Wayne Post Office, Alberta
There is all manner of memorabilia and “stuff” displayed around the saloon, which is very motorcycle friendly.

Last Chance Saloon at Wayne, Alberta
In what used to be downtown Wayne is this memorial for the Wayne Cemetery. I initially thought that the empty field behind it had been the cemetery, but it’s actually high above – access is difficult and visits are discouraged.

Wayne Cemetery, Alberta
Life was hard in Wayne some years – look at the number of babies in this list of burials in 1923 and 1924.

Wayne Cemetery, Alberta
A look at Highway 10X and Wayne from the memorial.

Wayne, Alberta
We had heard a woman ask what the best way out of Wayne was, and she was quite dismayed when the bartender told her to go back on that curvy road. Andrea and I had enjoyed the road, but decided to see what the road to the south was like. Within a few hundred meters it turned to gravel Range Road 195A, and we spooked a couple of deer.

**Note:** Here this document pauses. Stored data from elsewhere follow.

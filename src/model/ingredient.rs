//! Model for ingredient.
use crate::scaler::scale;
use serde::{Deserialize, Serialize};
use std::fmt::Display;

/// An ingredient line with its base amount and possible substitutes.
///
/// # Usage
///
/// Can be converted into [`minijinja::Value`]. If you have an `ingredient`, the following are
/// valid ways to use it:
///
/// ```text
/// {{ ingredient }}
/// {{ ingredient.id }}
/// {{ ingredient.name }}
/// {{ ingredient.amount }}
/// {% for alternative in ingredient.alternatives %}{{ alternative }}{% endfor %}
/// ```
///
/// `{{ ingredient }}` renders as `name (amount)`, or just the name when there is no amount.
#[derive(Clone, Debug, PartialEq, Serialize, Deserialize)]
pub struct Ingredient {
    /// Stable identifier used by the checklist.
    #[serde(default)]
    pub id: String,

    /// Display name.
    pub name: String,

    /// Free-form quantity, e.g. `1 and 1/2 cups`.
    #[serde(default)]
    pub amount: String,

    /// Ingredients that can be used instead.
    #[serde(default, skip_serializing_if = "Vec::is_empty")]
    pub alternatives: Vec<Alternative>,
}

/// A substitute for an [`Ingredient`].
#[derive(Clone, Debug, PartialEq, Serialize, Deserialize)]
pub struct Alternative {
    /// Stable identifier used by the checklist.
    #[serde(default)]
    pub id: String,

    /// Display name.
    pub name: String,

    /// Free-form quantity.
    #[serde(default)]
    pub amount: String,
}

impl Ingredient {
    /// Copy of this ingredient with its amount, and those of its alternatives, scaled by `ratio`.
    #[must_use]
    pub fn scaled(&self, ratio: f64) -> Self {
        Self {
            id: self.id.clone(),
            name: self.name.clone(),
            amount: scale(&self.amount, ratio),
            alternatives: self
                .alternatives
                .iter()
                .map(|alternative| Alternative {
                    id: alternative.id.clone(),
                    name: alternative.name.clone(),
                    amount: scale(&alternative.amount, ratio),
                })
                .collect(),
        }
    }
}

fn write_name_and_amount(
    f: &mut std::fmt::Formatter<'_>,
    name: &str,
    amount: &str,
) -> std::fmt::Result {
    if amount.is_empty() {
        write!(f, "{name}")
    } else {
        write!(f, "{name} ({amount})")
    }
}

impl Display for Ingredient {
    fn fmt(&self, f: &mut std::fmt::Formatter<'_>) -> std::fmt::Result {
        write_name_and_amount(f, &self.name, &self.amount)
    }
}

impl Display for Alternative {
    fn fmt(&self, f: &mut std::fmt::Formatter<'_>) -> std::fmt::Result {
        write_name_and_amount(f, &self.name, &self.amount)
    }
}

impl From<Ingredient> for minijinja::Value {
    fn from(value: Ingredient) -> Self {
        Self::from_object(value)
    }
}

impl From<Alternative> for minijinja::Value {
    fn from(value: Alternative) -> Self {
        Self::from_object(value)
    }
}

impl minijinja::value::Object for Ingredient {
    fn repr(self: &std::sync::Arc<Self>) -> minijinja::value::ObjectRepr {
        minijinja::value::ObjectRepr::Plain
    }

    fn get_value(self: &std::sync::Arc<Self>, key: &minijinja::Value) -> Option<minijinja::Value> {
        match key.as_str()? {
            "id" => Some(minijinja::Value::from(&self.id)),
            "name" => Some(minijinja::Value::from(&self.name)),
            "amount" => Some(minijinja::Value::from(&self.amount)),
            "alternatives" => Some(minijinja::Value::from(
                self.alternatives
                    .iter()
                    .cloned()
                    .map(minijinja::Value::from)
                    .collect::<Vec<_>>(),
            )),
            _ => None,
        }
    }

    fn render(self: &std::sync::Arc<Self>, f: &mut std::fmt::Formatter<'_>) -> std::fmt::Result
    where
        Self: Sized + 'static,
    {
        self.fmt(f)
    }
}

impl minijinja::value::Object for Alternative {
    fn repr(self: &std::sync::Arc<Self>) -> minijinja::value::ObjectRepr {
        minijinja::value::ObjectRepr::Plain
    }

    fn get_value(self: &std::sync::Arc<Self>, key: &minijinja::Value) -> Option<minijinja::Value> {
        match key.as_str()? {
            "id" => Some(minijinja::Value::from(&self.id)),
            "name" => Some(minijinja::Value::from(&self.name)),
            "amount" => Some(minijinja::Value::from(&self.amount)),
            _ => None,
        }
    }

    fn render(self: &std::sync::Arc<Self>, f: &mut std::fmt::Formatter<'_>) -> std::fmt::Result
    where
        Self: Sized + 'static,
    {
        self.fmt(f)
    }
}

#[cfg(test)]
mod tests {
    use super::*;
    use crate::model::tests::get_book_and_env;
    use minijinja::{Value, context};
    use test_case::test_case;

    const FLOUR: &str = r#"{ "recipes": [ { "name": "Muffins", "ingredients": [
        { "id": "flour", "name": "All-Purpose Flour", "amount": "1 and 1/2 cups",
          "alternatives": [ { "id": "whole-wheat", "name": "Whole Wheat Flour", "amount": "1 and 1/4 cups" } ] },
        { "id": "salt", "name": "Salt" }
    ] } ] }"#;

    #[test_case("{{ ingredient }}", "All-Purpose Flour (1 and 1/2 cups)"; "display")]
    #[test_case("{{ ingredient.id }}", "flour"; "id")]
    #[test_case("{{ ingredient.name }}", "All-Purpose Flour"; "name")]
    #[test_case("{{ ingredient.amount }}", "1 and 1/2 cups"; "amount")]
    #[test_case("{% for alt in ingredient.alternatives %}{{ alt }}{% endfor %}",
        "Whole Wheat Flour (1 and 1/4 cups)"; "alternatives")]
    #[test_case("{{ ingredient.alternatives[0].amount }}", "1 and 1/4 cups"; "alternative amount")]
    fn ingredient(template: &str, expected: &str) {
        let (book, env) = get_book_and_env(FLOUR, template);

        let context = context! {
            ingredient => Value::from(book.recipes[0].ingredients[0].clone())
        };

        let template = env.get_template("test").unwrap();
        assert_eq!(expected, template.render(context).unwrap());
    }

    #[test]
    fn without_amount() {
        let (book, env) = get_book_and_env(FLOUR, "{{ ingredient }}");
        let context = context! {
            ingredient => Value::from(book.recipes[0].ingredients[1].clone())
        };
        let template = env.get_template("test").unwrap();
        assert_eq!("Salt", template.render(context).unwrap());
    }

    #[test]
    fn scaled_includes_alternatives() {
        let (book, _) = get_book_and_env(FLOUR, "");
        let doubled = book.recipes[0].ingredients[0].scaled(2.0);
        assert_eq!(doubled.amount, "3 cups");
        assert_eq!(doubled.alternatives[0].amount, "2 1/2 cups");
        assert_eq!(doubled.name, "All-Purpose Flour");
    }

    #[test]
    fn scaled_keeps_missing_amount() {
        let (book, _) = get_book_and_env(FLOUR, "");
        assert_eq!(book.recipes[0].ingredients[1].scaled(3.0).amount, "");
    }
}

Deer on Range Road 195A at Wayne, Alberta
Conditions on what became Range Road 195 weren’t great, but they weren’t bad either, and it was interesting to see what was back there – pretty much nothing 🙂

Range Road 195 south of Wayne, Alberta
It’s pretty country, though. We were certainly surprised to see this much snow remaining from the blizzard.

Along Range Road 195 south of Wayne, Alberta
The road has obviously been impassable not long before.

Range Road 195 south of Wayne, Alberta
When the road turned west and became Highway 569, conditions got worse instead of better. Alberta apparently uses the term “highway” as loosely as we do in the Yukon and Alaska! Andrea’s new Honda Civic was bottomed out often, and it was a struggle to keep moving in places like the one in the next photo.

Highway 569 south of Drumheller
Andrea pulled over at a wide spot when she saw a big pickup coming on what was now Highway 841, and when he fishtailed through the mud we weren’t exactly encouraged at the likelihood of getting through successfully, but pavement couldn’t be far away.


After just a couple of kilometers of deep mud, we could see pavement starting at the bridge ahead.


Taking a breather at the pavement, checking for damage, and getting a photo of Andrea’s appropriate “hero” pose! 🙂 We had actually only been on the gravel roads for 30 minutes but it felt like much longer – it would have been great fun in either of the Jeeps that our spouses drive!

Andrea and her Honda Civic after a lot of muddy Alberta road
When we got back to Highway 9, we were only 3km west of Drumheller. It was a nice calm drive back home from there. It had been an excellent day of exploring!

Highway 9 west of Drumheller



Comments

Exploring Drumheller’s Atlas Coal Mine, and a bad road choice — 7 Comments

  1. Good side trip. Speaking of trucks, did you have the time this year to get more involved in the restoration of that neat little Austin truck at the museum?

    • The way you phrased that made me go back and look at what I wrote. I can’t believe I wrote that Granduc was a silver mine! Yes, it certainly was a copper mine. Thanks, Linda 🙂

  2. I visited the Atlas mine this summer too with my cousin Stephen. There was no snow that day 🙂 and no mud like that!! I agree about the creepy showers too.